Kinetic theory of collisionless relaxation for systems with long-range interactions

TL;DR

This paper develops a kinetic theory framework for collisionless relaxation in systems with long-range interactions, extending previous models to multi-level cases and connecting kinetic equations with maximum entropy principles.

Contribution

It introduces a method to close the hierarchy of kinetic equations for multi-level systems, generalizing existing models to include a broader class of entropies and applications.

Findings

Derived a generalized kinetic equation for multi-level systems.

Connected kinetic equations with maximum entropy production principles.

Discussed applications to dark matter halos and turbulence.

Abstract

We develop the kinetic theory of collisionless relaxation for systems with long-range interactions in relation to the statistical theory of Lynden-Bell. We treat the multi-level case. We make the connection between the kinetic equation obtained from the quasilinear theory of the Vlasov equation and the relaxation equation obtained from a maximum entropy production principle.

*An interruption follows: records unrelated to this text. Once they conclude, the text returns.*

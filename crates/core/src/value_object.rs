//! Value objects: equality by value, not identity.

use serde::{Deserialize, Deserializer, Serialize, Serializer};

use crate::error::{DomainError, DomainResult};

/// Marker trait for value objects.
///
/// Value objects are **immutable** and **compared by value**. To "modify" one,
/// build a new one.
pub trait ValueObject: Clone + PartialEq + core::fmt::Debug {}

/// Non-negative monetary amount held in the smallest currency unit (cents).
///
/// Rendered (and serialized) as a fixed two-decimal string, e.g. `"12.50"`.
/// Deserializes from either that string form or a plain JSON number, which is
/// how catalog fixtures carry prices.
#[derive(Debug, Copy, Clone, Default, PartialEq, Eq, PartialOrd, Ord, Hash)]
pub struct Money(u64);

impl ValueObject for Money {}

impl Money {
    pub const ZERO: Money = Money(0);

    pub fn from_cents(cents: u64) -> Self {
        Self(cents)
    }

    /// Convert a major-unit amount (e.g. `12.5`) to cents, rounding half away from zero.
    pub fn from_major(amount: f64) -> DomainResult<Self> {
        if !amount.is_finite() || amount < 0.0 {
            return Err(DomainError::validation(format!(
                "amount must be a finite non-negative number (got {amount})"
            )));
        }
        Ok(Self((amount * 100.0).round() as u64))
    }

    pub fn cents(self) -> u64 {
        self.0
    }

    pub fn as_major(self) -> f64 {
        self.0 as f64 / 100.0
    }

    /// `self × quantity`, saturating at `u64::MAX` cents.
    pub fn times(self, quantity: u32) -> Money {
        Money(self.0.saturating_mul(u64::from(quantity)))
    }

    pub fn saturating_add(self, other: Money) -> Money {
        Money(self.0.saturating_add(other.0))
    }
}

impl core::fmt::Display for Money {
    fn fmt(&self, f: &mut core::fmt::Formatter<'_>) -> core::fmt::Result {
        write!(f, "{}.{:02}", self.0 / 100, self.0 % 100)
    }
}

impl core::str::FromStr for Money {
    type Err = DomainError;

    fn from_str(s: &str) -> Result<Self, Self::Err> {
        let amount: f64 = s
            .trim()
            .parse()
            .map_err(|_| DomainError::validation(format!("invalid amount: {s:?}")))?;
        Money::from_major(amount)
    }
}

impl core::iter::Sum for Money {
    fn sum<I: Iterator<Item = Money>>(iter: I) -> Self {
        iter.fold(Money::ZERO, Money::saturating_add)
    }
}

impl Serialize for Money {
    fn serialize<S: Serializer>(&self, serializer: S) -> Result<S::Ok, S::Error> {
        serializer.collect_str(self)
    }
}

impl<'de> Deserialize<'de> for Money {
    fn deserialize<D: Deserializer<'de>>(deserializer: D) -> Result<Self, D::Error> {
        #[derive(Deserialize)]
        #[serde(untagged)]
        enum Raw {
            Number(f64),
            Text(String),
        }

        let money = match Raw::deserialize(deserializer)? {
            Raw::Number(n) => Money::from_major(n),
            Raw::Text(s) => s.parse(),
        };
        money.map_err(serde::de::Error::custom)
    }
}

#[cfg(test)]
mod tests {
    use super::*;
    use proptest::prelude::*;

    #[test]
    fn displays_two_decimals() {
        assert_eq!(Money::from_cents(1250).to_string(), "12.50");
        assert_eq!(Money::from_cents(7).to_string(), "0.07");
        assert_eq!(Money::ZERO.to_string(), "0.00");
    }

    #[test]
    fn from_major_rounds_to_cents() {
        assert_eq!(Money::from_major(0.1 + 0.2).unwrap().cents(), 30);
        assert_eq!(Money::from_major(19.999).unwrap().cents(), 2000);
    }

    #[test]
    fn rejects_negative_and_nan() {
        assert!(matches!(Money::from_major(-1.0), Err(DomainError::Validation(_))));
        assert!(matches!(Money::from_major(f64::NAN), Err(DomainError::Validation(_))));
    }

    #[test]
    fn deserializes_from_number_or_string() {
        let from_number: Money = serde_json::from_str("4.5").unwrap();
        let from_text: Money = serde_json::from_str("\"4.50\"").unwrap();
        assert_eq!(from_number, from_text);
        assert_eq!(serde_json::to_string(&from_number).unwrap(), "\"4.50\"");
    }

    #[test]
    fn times_multiplies_by_quantity() {
        assert_eq!(Money::from_cents(250).times(4), Money::from_cents(1000));
        assert_eq!(Money::from_cents(250).times(0), Money::ZERO);
    }

    proptest! {
        #[test]
        fn sum_matches_cent_arithmetic(cents in prop::collection::vec(0u64..1_000_000u64, 0..20)) {
            let total: Money = cents.iter().copied().map(Money::from_cents).sum();
            prop_assert_eq!(total.cents(), cents.iter().sum::<u64>());
        }
    }
}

We propose a method to close the infinite hierarchy of kinetic equations for the phase level moments and obtain a kinetic equation for the coarse-grained distribution function in the form of a generalized Landau, Lenard-Balescu or Kramers equation associated with a generalized form of entropy [P.H. Chavanis, Physica A {\bf 332}, 89 (2004)]. This allows us to go beyond the two-level case associated with a Fermi-Dirac-type entropy. We discuss the numerous analogies with two-dimensional turbulence. We also mention possible applications of the present formalism to fermionic and bosonic dark matter halos.